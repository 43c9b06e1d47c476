//! Boot the kernel on a disk image and run a small self-test.
//!
//! Usage: mekos [--disk PATH] [--format] [--tlb] [--demand] [--swap]
//!              [--lru] [--check] [--ls]

use std::path::PathBuf;
use std::sync::Arc;

use anyhow::{bail, Context, Result};
use log::info;

use mekos_kernel::threads::thread::Thread;
use mekos_kernel::threads::Channel;
use mekos_kernel::{Kernel, KernelConfig};

fn parse_args() -> Result<(KernelConfig, bool, bool)> {
    let mut config = KernelConfig::default();
    let mut check = false;
    let mut ls = false;
    let mut args = std::env::args().skip(1);
    while let Some(arg) = args.next() {
        match arg.as_str() {
            "--disk" => {
                let path = args.next().context("--disk needs a path")?;
                config.disk_path = PathBuf::from(path);
            }
            "--format" => config.format_disk = true,
            "--tlb" => config.use_tlb = true,
            "--demand" => {
                config.use_tlb = true;
                config.demand_loading = true;
            }
            "--swap" => {
                config.use_tlb = true;
                config.demand_loading = true;
                config.swap = true;
            }
            "--lru" => config.use_lru = true,
            "--check" => check = true,
            "--ls" => ls = true,
            other => bail!("unknown argument `{other}`"),
        }
    }
    // A disk image that does not exist yet has no filesystem to mount.
    if !config.disk_path.exists() {
        config.format_disk = true;
    }
    Ok((config, check, ls))
}

/// Exercise the thread and filesystem cores end to end: a rendezvous
/// between two forked threads, then a file round trip.
fn self_test(k: &Arc<Kernel>) {
    let channel = Arc::new(Channel::new("self test"));

    let receiver = Thread::new(k, "receiver", true);
    let receiver_channel = Arc::clone(&channel);
    receiver.fork(
        k,
        Box::new(move |k| {
            let message = receiver_channel.receive(k);
            info!("receiver got {message}");
        }),
    );
    channel.send(k, 42);
    receiver.join(k);

    let fs = k.file_system();
    if fs.create(k, "greeting", 0, false).is_ok() {
        let file = fs.open(k, "greeting").expect("open after create");
        let payload = b"hello from the kernel\n";
        assert_eq!(file.write(k, payload), payload.len());
        file.seek(0);
        let mut back = vec![0u8; payload.len()];
        assert_eq!(file.read(k, &mut back), payload.len());
        assert_eq!(&back, payload);
        file.close(k);
        info!("file round trip ok");
    }
}

fn main() -> Result<()> {
    env_logger::init();
    let (config, check, ls) = parse_args()?;
    let kernel = Kernel::boot(config);

    if check {
        let consistent = kernel.file_system().check(&kernel);
        println!(
            "filesystem {}",
            if consistent { "consistent" } else { "INCONSISTENT" }
        );
        if !consistent {
            bail!("filesystem check failed");
        }
    }
    if ls {
        for (name, is_dir) in kernel.file_system().list(&kernel) {
            println!("{name}{}", if is_dir { "/" } else { "" });
        }
        return Ok(());
    }

    self_test(&kernel);
    info!("self test passed");
    Ok(())
}
//! Helpers for exercising a whole kernel from tests and the demo binary.

use std::io::{self, Read, Write};
use std::path::Path;
use std::sync::Arc;

use crate::config::KernelConfig;
use crate::fs::open_file::OpenFile;
use crate::kernel::Kernel;
use crate::vm::executable;

pub fn init_logging() {
    let _ = env_logger::builder().is_test(true).try_init();
}

/// Boot a freshly formatted kernel on `disk_path` with a silent console.
pub fn boot(disk_path: &Path, tweak: impl FnOnce(&mut KernelConfig)) -> Arc<Kernel> {
    boot_with_io(
        disk_path,
        tweak,
        Box::new(io::empty()),
        Box::new(io::sink()),
    )
}

/// Boot a freshly formatted kernel with the given console streams.
pub fn boot_with_io(
    disk_path: &Path,
    tweak: impl FnOnce(&mut KernelConfig),
    console_input: Box<dyn Read + Send>,
    console_output: Box<dyn Write + Send>,
) -> Arc<Kernel> {
    init_logging();
    let mut config = KernelConfig {
        disk_path: disk_path.to_path_buf(),
        format_disk: true,
        ..KernelConfig::default()
    };
    tweak(&mut config);
    Kernel::boot_with_io(config, console_input, console_output)
}

/// Store an executable image with the given segments on the simulated
/// filesystem.
pub fn install_executable(
    k: &Kernel,
    name: &str,
    code: &[u8],
    init_data: &[u8],
    uninit_data_size: u32,
) {
    let image = executable::build_image(code, init_data, uninit_data_size);
    k.file_system()
        .create(k, name, image.len() as u32, false)
        .expect("cannot create the executable file");
    let file = k
        .file_system()
        .open(k, name)
        .expect("cannot open the executable file");
    assert_eq!(file.write_at(k, &image, 0), image.len());
    file.close(k);
}

/// Create a file, fill it with `data`, and close it again.
pub fn install_file(k: &Kernel, name: &str, data: &[u8]) {
    k.file_system()
        .create(k, name, data.len() as u32, false)
        .expect("cannot create file");
    let file = k.file_system().open(k, name).expect("cannot open file");
    assert_eq!(file.write_at(k, data, 0), data.len());
    file.close(k);
}

/// Read a whole file into memory.
pub fn slurp(k: &Kernel, file: &OpenFile) -> Vec<u8> {
    let mut data = vec![0u8; file.length() as usize];
    assert_eq!(file.read_at(k, &mut data, 0), data.len());
    data
}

- Try it
Please report every line of the records above that contains the word "message".

- Response for this exercise
            let message = receiver_channel.receive(k);
            info!("receiver got {message}");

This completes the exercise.